- EXERCISE AIM -
Determine how many lines of the entries contain "ListState". Reply with that number alone.

- Excerpts from a dataset -

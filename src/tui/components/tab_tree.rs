//! # TabTree Component
//!
//! Left pane showing the tab forest, one row per visible node.
//!
//! ## Architecture
//!
//! `TabTree` is a transient component (created each frame) that wraps
//! `&'a mut TabTreeState` (persistent selection) and a tree snapshot (props).
//! During render it caches the ids of the visible rows so key handling can
//! map the selection back to a tab without touching the snapshot.
//!
//! ## Keys (when focused)
//!
//! - Up/Down: move selection
//! - Enter: activate selected tab
//! - Space: expand/collapse
//! - `x`: close tab, `X`: close tab and its subtree
//! - `n`: new root tab

use ratatui::Frame;
use ratatui::layout::Rect;
use ratatui::style::{Color, Modifier, Style};
use ratatui::text::{Line, Span};
use ratatui::widgets::{Block, BorderType, List, ListItem, ListState};
use unicode_width::UnicodeWidthStr;

use crate::core::tree::{TabId, TreeState};
use crate::tui::component::{Component, EventHandler};
use crate::tui::event::TuiEvent;

const INDENT: &str = "  ";

#[derive(Debug, Clone, PartialEq, Eq)]
pub enum TreeEvent {
    Activate(TabId),
    ToggleExpanded(TabId),
    Close(TabId),
    CloseSubtree(TabId),
    NewRoot,
}

/// Selection state for the tab tree. Persisted in `TuiState`.
#[derive(Debug, Default)]
pub struct TabTreeState {
    pub selected: usize,
    /// Ids of the rows drawn in the last frame, top to bottom.
    rows: Vec<TabId>,
    list_state: ListState,
}

impl TabTreeState {
    pub fn new() -> Self {
        Self::default()
    }

    pub fn selected_id(&self) -> Option<TabId> {
        self.rows.get(self.selected).copied()
    }

    /// Moves the selection onto `id` if it is visible.
    pub fn select(&mut self, id: TabId) {
        if let Some(index) = self.rows.iter().position(|row| *row == id) {
            self.selected = index;
        }
    }

    /// Refreshes the row cache from a snapshot without rendering.
    pub fn sync_rows(&mut self, tree: &TreeState) {
        self.rows = tree.visible_rows().iter().map(|row| row.node.id).collect();
        if self.selected >= self.rows.len() {
            self.selected = self.rows.len().saturating_sub(1);
        }
    }
}

impl EventHandler for TabTreeState {
    type Event = TreeEvent;

    fn handle_event(&mut self, event: &TuiEvent) -> Option<Self::Event> {
        match event {
            TuiEvent::CursorUp => {
                self.selected = self.selected.saturating_sub(1);
                None
            }
            TuiEvent::CursorDown => {
                if self.selected + 1 < self.rows.len() {
                    self.selected += 1;
                }
                None
            }
            TuiEvent::CursorHome => {
                self.selected = 0;
                None
            }
            TuiEvent::CursorEnd => {
                self.selected = self.rows.len().saturating_sub(1);
                None
            }
            TuiEvent::Submit => self.selected_id().map(TreeEvent::Activate),
            TuiEvent::InputChar(' ') => self.selected_id().map(TreeEvent::ToggleExpanded),
            TuiEvent::InputChar('x') => self.selected_id().map(TreeEvent::Close),
            TuiEvent::InputChar('X') => self.selected_id().map(TreeEvent::CloseSubtree),
            TuiEvent::InputChar('n') => Some(TreeEvent::NewRoot),
            _ => None,
        }
    }
}

pub struct TabTree<'a> {
    pub tree: &'a TreeState,
    pub state: &'a mut TabTreeState,
    pub focused: bool,
}

impl<'a> TabTree<'a> {
    pub fn new(tree: &'a TreeState, state: &'a mut TabTreeState, focused: bool) -> Self {
        Self {
            tree,
            state,
            focused,
        }
    }
}

/// `▾`/`▸` for nodes with children, blank otherwise.
fn expand_marker(has_children: bool, expanded: bool) -> &'static str {
    match (has_children, expanded) {
        (false, _) => " ",
        (true, true) => "▾",
        (true, false) => "▸",
    }
}

/// Truncates `label` to `width` display columns, ending with `…` if cut.
fn fit(label: &str, width: usize) -> String {
    if label.width() <= width {
        return label.to_string();
    }
    let mut out = String::new();
    let mut used = 0;
    for c in label.chars() {
        let w = unicode_width::UnicodeWidthChar::width(c).unwrap_or(0);
        if used + w + 1 > width {
            break;
        }
        out.push(c);
        used += w;
    }
    out.push('…');
    out
}

impl Component for TabTree<'_> {
    fn render(&mut self, frame: &mut Frame, area: Rect) {
        self.state.sync_rows(self.tree);
        let rows = self.tree.visible_rows();
        let inner_width = area.width.saturating_sub(2) as usize;

        let items: Vec<ListItem> = rows
            .iter()
            .map(|row| {
                let node = row.node;
                let prefix = format!(
                    "{}{} ",
                    INDENT.repeat(row.depth),
                    expand_marker(!node.children.is_empty(), node.is_expanded)
                );
                let label_width = inner_width.saturating_sub(prefix.width());
                let style = if node.is_active {
                    Style::default().fg(Color::Cyan).add_modifier(Modifier::BOLD)
                } else {
                    Style::default()
                };
                ListItem::new(Line::from(vec![
                    Span::styled(prefix, Style::default().add_modifier(Modifier::DIM)),
                    Span::styled(fit(node.label(), label_width), style),
                ]))
            })
            .collect();

        let border_style = if self.focused {
            Style::default().fg(Color::Cyan)
        } else {
            Style::default().add_modifier(Modifier::DIM)
        };
        let block = Block::bordered()
            .border_type(BorderType::Rounded)
            .border_style(border_style)
            .title(format!("Tabs ({})", self.tree.len()));

        let highlight = if self.focused {
            Style::default().add_modifier(Modifier::REVERSED)
        } else {
            Style::default()
        };
        let list = List::new(items).block(block).highlight_style(highlight);

        self.state
            .list_state
            .select((!self.state.rows.is_empty()).then_some(self.state.selected));
        frame.render_stateful_widget(list, area, &mut self.state.list_state);
    }
}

- RESULT OF THIS TASK -
2